- [About this task] Restate the records underneath, keeping each one exactly the same.

+++

//! Leptos view components.

pub mod chart_panel;
pub mod chat_input;
pub mod message_thread;
pub mod sidebar;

+++

- [Response box]
//! Leptos view components.

pub mod chart_panel;
pub mod chat_input;
pub mod message_thread;
pub mod sidebar;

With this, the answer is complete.